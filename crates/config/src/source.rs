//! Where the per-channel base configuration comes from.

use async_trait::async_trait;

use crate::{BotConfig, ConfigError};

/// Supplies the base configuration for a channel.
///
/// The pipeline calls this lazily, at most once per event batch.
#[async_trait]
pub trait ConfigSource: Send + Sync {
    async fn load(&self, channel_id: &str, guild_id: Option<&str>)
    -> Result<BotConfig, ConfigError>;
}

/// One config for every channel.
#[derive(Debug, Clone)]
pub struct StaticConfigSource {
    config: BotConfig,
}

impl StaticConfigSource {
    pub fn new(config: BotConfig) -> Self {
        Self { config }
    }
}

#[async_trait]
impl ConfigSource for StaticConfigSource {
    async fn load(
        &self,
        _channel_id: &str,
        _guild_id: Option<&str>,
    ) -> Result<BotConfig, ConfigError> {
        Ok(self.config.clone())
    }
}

...

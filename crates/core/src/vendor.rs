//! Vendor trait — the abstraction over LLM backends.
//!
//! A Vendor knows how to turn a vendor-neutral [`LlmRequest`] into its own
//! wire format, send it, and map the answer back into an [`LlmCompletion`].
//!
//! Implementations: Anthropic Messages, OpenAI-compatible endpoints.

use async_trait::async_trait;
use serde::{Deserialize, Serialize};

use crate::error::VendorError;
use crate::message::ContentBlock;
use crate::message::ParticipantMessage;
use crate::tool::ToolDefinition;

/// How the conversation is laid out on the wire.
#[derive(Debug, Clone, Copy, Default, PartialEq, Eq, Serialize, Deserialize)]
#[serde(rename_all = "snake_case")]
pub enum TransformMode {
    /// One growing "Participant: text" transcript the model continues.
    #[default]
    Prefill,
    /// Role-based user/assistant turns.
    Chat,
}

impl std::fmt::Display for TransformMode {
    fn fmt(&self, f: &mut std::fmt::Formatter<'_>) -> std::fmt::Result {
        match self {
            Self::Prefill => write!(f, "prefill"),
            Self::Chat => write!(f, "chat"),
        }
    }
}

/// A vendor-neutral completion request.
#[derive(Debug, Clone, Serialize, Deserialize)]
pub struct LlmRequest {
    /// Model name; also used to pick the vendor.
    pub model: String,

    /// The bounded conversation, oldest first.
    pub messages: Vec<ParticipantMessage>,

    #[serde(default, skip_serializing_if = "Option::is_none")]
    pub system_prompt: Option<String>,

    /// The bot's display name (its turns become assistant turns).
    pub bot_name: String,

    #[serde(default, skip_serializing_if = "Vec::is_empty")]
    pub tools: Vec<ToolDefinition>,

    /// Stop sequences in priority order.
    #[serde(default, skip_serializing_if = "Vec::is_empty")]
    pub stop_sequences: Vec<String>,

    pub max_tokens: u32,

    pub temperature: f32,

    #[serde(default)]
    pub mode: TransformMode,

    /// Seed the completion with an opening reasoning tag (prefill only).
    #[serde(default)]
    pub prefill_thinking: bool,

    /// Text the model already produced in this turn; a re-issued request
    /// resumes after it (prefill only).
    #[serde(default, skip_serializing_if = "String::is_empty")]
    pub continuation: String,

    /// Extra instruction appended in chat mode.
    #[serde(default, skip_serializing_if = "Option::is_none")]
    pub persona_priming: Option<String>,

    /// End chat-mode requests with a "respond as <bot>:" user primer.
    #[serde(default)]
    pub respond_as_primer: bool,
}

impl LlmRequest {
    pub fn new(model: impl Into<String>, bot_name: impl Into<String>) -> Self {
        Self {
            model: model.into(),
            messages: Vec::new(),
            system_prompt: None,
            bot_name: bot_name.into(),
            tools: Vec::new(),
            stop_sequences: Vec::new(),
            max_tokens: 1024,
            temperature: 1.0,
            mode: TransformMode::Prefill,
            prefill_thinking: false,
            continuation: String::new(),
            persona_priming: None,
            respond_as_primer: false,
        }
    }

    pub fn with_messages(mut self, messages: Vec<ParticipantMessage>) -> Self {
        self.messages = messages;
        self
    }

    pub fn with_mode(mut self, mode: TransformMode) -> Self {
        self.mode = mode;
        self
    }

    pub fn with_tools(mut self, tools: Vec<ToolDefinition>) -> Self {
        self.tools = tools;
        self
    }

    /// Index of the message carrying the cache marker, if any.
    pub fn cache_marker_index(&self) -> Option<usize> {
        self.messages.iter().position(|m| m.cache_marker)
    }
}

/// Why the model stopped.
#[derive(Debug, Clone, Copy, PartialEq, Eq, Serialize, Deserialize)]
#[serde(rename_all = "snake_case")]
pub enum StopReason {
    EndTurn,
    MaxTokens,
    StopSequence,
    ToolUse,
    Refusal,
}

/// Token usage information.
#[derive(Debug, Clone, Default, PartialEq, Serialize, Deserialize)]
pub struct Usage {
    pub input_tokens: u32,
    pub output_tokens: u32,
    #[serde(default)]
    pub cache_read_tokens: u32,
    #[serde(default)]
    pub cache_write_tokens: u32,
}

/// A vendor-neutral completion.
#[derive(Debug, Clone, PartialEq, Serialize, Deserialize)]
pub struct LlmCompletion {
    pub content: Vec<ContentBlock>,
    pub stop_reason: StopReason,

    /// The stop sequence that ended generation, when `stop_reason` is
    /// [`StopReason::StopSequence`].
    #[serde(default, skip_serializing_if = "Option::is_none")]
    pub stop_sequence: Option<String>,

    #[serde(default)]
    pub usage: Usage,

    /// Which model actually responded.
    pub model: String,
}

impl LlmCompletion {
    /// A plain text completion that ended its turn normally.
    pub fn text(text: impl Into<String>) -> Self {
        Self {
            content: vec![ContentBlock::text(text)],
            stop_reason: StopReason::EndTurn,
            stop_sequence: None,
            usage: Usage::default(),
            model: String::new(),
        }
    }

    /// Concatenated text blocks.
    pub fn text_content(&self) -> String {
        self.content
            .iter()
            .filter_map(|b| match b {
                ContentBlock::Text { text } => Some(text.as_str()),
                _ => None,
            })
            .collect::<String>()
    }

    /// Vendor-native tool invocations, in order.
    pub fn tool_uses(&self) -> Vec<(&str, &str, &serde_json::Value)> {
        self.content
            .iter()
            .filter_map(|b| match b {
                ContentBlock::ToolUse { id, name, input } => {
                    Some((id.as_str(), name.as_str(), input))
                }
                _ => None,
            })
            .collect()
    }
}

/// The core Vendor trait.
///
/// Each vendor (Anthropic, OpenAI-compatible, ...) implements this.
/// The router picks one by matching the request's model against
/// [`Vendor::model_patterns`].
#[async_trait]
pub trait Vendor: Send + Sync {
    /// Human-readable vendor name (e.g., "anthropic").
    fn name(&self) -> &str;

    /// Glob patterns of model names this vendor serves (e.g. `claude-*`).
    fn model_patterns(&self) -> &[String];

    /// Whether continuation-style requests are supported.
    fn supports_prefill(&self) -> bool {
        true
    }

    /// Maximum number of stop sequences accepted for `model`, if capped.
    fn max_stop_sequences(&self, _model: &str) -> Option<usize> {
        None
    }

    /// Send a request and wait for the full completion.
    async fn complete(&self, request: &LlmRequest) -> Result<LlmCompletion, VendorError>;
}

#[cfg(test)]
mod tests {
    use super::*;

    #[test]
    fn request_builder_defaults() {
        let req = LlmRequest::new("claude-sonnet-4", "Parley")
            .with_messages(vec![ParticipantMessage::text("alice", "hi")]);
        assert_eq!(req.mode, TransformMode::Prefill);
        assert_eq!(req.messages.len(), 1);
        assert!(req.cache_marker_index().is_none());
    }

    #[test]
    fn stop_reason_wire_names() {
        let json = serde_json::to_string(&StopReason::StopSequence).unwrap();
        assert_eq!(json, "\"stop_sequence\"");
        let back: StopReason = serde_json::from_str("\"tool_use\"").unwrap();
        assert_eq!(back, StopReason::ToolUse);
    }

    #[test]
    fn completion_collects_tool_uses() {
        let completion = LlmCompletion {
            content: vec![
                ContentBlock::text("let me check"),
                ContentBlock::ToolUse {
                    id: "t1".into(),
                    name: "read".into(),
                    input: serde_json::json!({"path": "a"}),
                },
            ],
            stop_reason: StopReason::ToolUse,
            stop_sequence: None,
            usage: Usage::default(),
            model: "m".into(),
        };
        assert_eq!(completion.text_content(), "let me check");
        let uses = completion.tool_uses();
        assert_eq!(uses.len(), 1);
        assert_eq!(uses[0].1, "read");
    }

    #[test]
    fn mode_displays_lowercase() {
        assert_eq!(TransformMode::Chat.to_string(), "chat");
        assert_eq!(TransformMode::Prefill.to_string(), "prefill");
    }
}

---

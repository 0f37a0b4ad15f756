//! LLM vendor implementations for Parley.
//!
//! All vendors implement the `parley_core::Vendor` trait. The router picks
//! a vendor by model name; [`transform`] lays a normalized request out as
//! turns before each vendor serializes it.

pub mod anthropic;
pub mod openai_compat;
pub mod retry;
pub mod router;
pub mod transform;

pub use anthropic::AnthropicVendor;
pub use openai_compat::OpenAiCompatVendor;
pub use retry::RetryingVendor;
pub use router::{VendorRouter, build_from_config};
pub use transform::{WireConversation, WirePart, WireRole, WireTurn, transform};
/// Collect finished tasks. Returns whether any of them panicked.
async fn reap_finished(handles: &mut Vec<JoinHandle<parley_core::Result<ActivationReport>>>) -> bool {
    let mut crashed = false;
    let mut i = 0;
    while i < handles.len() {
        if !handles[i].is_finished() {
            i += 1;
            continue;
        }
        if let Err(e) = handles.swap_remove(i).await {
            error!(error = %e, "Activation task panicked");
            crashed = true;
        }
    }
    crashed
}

■ What the exercise asks
Retype word for word everything in the listing above from the line that holds "filename crates/config/src/source.rs" down to the line that holds "for every channel.". Keep both end lines and leave out the rest.

■ Response box
filename crates/config/src/source.rs
//! Where the per-channel base configuration comes from.

use async_trait::async_trait;

use crate::{BotConfig, ConfigError};

/// Supplies the base configuration for a channel.
///
/// The pipeline calls this lazily, at most once per event batch.
#[async_trait]
pub trait ConfigSource: Send + Sync {
    async fn load(&self, channel_id: &str, guild_id: Option<&str>)
    -> Result<BotConfig, ConfigError>;
}

/// One config for every channel.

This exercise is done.